Many organic substances can be converted to hydroperoxides in autoxidation reactions in the presence of light and atmospheric oxygen. Especially dangerous is the formation from ethers since these are transformed very easily and the peroxides are usually enriched in the residue of a subsequent distillation. There they can produce very strong explosions. Many of the most tragic laboratory accidents are due to this type of reaction. Therefore, before distilling larger amounts of these solvents, the presence of peroxides must be tested with paper impregnated with potassium iodide and starch. The formation of a bluish or dark color indicates the presence of peroxide. (The peroxide oxidizes the iodide to elemental iodine, which, in turn, forms an inclusion complex of the characteristic dark color with the starch.)
Properties
The O-O bond is unstable due to the degree of oxidation of oxygen equal to -1 (exception). Therefore, the functional group is very reactive and can react as an oxidant (most common case) or as a reducing agent to achieve more stable degrees of oxidation. Another property of this group is its ability to form radicals by homolytic cleavage of the O-O bond. This cleavage can be initiated thermally, catalytically, or by UV. A peroxide is characterized in particular by its half-life temperature T ½ (given by a half-life t ½ of 10 h and 1 h), its mass rate of active oxygen, its self-accelerating decomposition temperature (SADT), its maximum temperature storage and use temperature range; some parameters allow classification according to stability.

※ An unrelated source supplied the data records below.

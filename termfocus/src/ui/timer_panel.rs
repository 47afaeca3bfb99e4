//! Pomodoro timer panel rendering.

use ratatui::{
    Frame,
    layout::{Constraint, Direction, Layout, Rect},
    text::{Line, Span},
    widgets::{Block, Borders, Gauge, Paragraph},
};

use termfocus_core::format_mm_ss;

use super::theme;
use crate::app::{App, PanelFocus};

/// Render the timer panel: remaining time, progress gauge, controls.
pub fn render(frame: &mut Frame, area: Rect, app: &App) {
    let is_focused = app.focus == PanelFocus::Timer;

    let block = Block::default()
        .title(Span::styled(
            "Pomodoro Timer",
            theme::panel_title(theme::TIMER_TITLE),
        ))
        .borders(Borders::ALL)
        .border_style(if is_focused {
            theme::highlighted()
        } else {
            theme::normal()
        });
    let inner = block.inner(area);
    frame.render_widget(block, area);

    let chunks = Layout::default()
        .direction(Direction::Vertical)
        .constraints([
            Constraint::Length(1),
            Constraint::Length(1),
            Constraint::Length(1),
        ])
        .split(inner);

    render_clock(frame, chunks[0], app);

    let gauge = Gauge::default()
        .gauge_style(theme::normal().fg(theme::TIMER_TITLE))
        .ratio(app.timer.progress());
    frame.render_widget(gauge, chunks[1]);

    // The banner takes over the controls line until dismissed.
    if let Some(message) = &app.notification {
        let banner = Paragraph::new(Line::from(vec![
            Span::styled(format!(" {message} "), theme::notification()),
            Span::styled(" press any key", theme::dimmed()),
        ]));
        frame.render_widget(banner, chunks[2]);
    } else {
        render_controls(frame, chunks[2], app);
    }
}

/// Render the formatted remaining time and the running-state dot.
fn render_clock(frame: &mut Frame, area: Rect, app: &App) {
    let (dot_color, state_text) = if app.timer.is_running() {
        (theme::SUCCESS, "running")
    } else if app.timer.is_expired() {
        (theme::ERROR, "expired")
    } else {
        (theme::IDLE, "idle")
    };

    let line = Line::from(vec![
        Span::styled(format_mm_ss(app.timer.remaining_secs()), theme::bold()),
        Span::raw("  "),
        Span::styled("●", theme::normal().fg(dot_color)),
        Span::styled(format!(" {state_text}"), theme::dimmed()),
    ]);
    frame.render_widget(Paragraph::new(line), area);
}

/// Render the start/reset hints; start is dimmed while running.
fn render_controls(frame: &mut Frame, area: Rect, app: &App) {
    let start_style = if app.timer.is_running() {
        // Visually disabled: a start request while running is a no-op.
        theme::dimmed()
    } else {
        theme::normal().fg(theme::SUCCESS)
    };

    let line = Line::from(vec![
        Span::styled("s: start", start_style),
        Span::raw("  "),
        Span::styled("r: reset", theme::normal().fg(theme::ERROR)),
    ]);
    frame.render_widget(Paragraph::new(line), area);
}
//! New-task input box rendering.

use ratatui::{
    Frame,
    layout::Rect,
    text::{Line, Span},
    widgets::{Block, Borders, Paragraph},
};

use super::theme;
use crate::app::{App, PanelFocus};

/// Render the input box with a block cursor at the edit position.
pub fn render(frame: &mut Frame, area: Rect, app: &App) {
    let is_focused = app.focus == PanelFocus::Input;

    // Build the input text with cursor
    let mut display_text = app.input.clone();
    if is_focused {
        let byte_index = display_text
            .char_indices()
            .nth(app.cursor_position)
            .map_or(display_text.len(), |(i, _)| i);
        display_text.insert(byte_index, '█');
    }

    let input_line = if display_text.is_empty() && !is_focused {
        Line::from(Span::styled("Enter a new task...", theme::dimmed()))
    } else {
        Line::from(Span::styled(display_text, theme::normal()))
    };

    let block = Block::default()
        .title(Span::styled(
            "New Task",
            theme::panel_title(theme::INPUT_TITLE),
        ))
        .borders(Borders::ALL)
        .border_style(if is_focused {
            theme::highlighted()
        } else {
            theme::normal()
        });

    let paragraph = Paragraph::new(input_line).block(block);

    frame.render_widget(paragraph, area);
}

Some molecules are considered very dangerous because they present significant fire and explosion hazards. Some grades incorporate a phlegmator. It is generally recommended to store peroxides separately to avoid any reaction with other molecules.
Uses
Analysis parameter in the food industry
In the food industry it is used as a parameter to measure the quality of oils and fats, which are susceptible to becoming rancid or decomposing, using the technique of measuring the peroxide index (or peroxidation index); peroxidation being one of the causes that causes rejectable characteristics in the quality of food (such as oils, among others).
Chemical applications
Likewise, the applications of peroxides are very versatile (from the hairdresser's where they are used in dyes to lighten hair to rocket fuel).
In the chemical industry they are used to obtain epoxides, in various oxidation reactions, as initiators of radical reactions, for example, to harden polyesters or in the manufacture of glycerol from hydroxypropene alcohol. Peroxy-trifluoroacetic acid (F3C–C(=O)–O–O–H) is a very powerful disinfectant and is used as such in the pharmaceutical industry. In dentistry it is used for teeth whitening, either applied in gel or in strips impregnated with peroxide in concentrations of 9%, 16% and 25%.
Oxidation state
The oxidation state of oxygen in peroxide groups is -1
Analytics
Peroxides give an orange coloration with solutions of titanium oxide in concentrated sulfuric acid.
With potassium dichromate they form blue chromium (VI) peroxide that can be extracted with ethyl ether.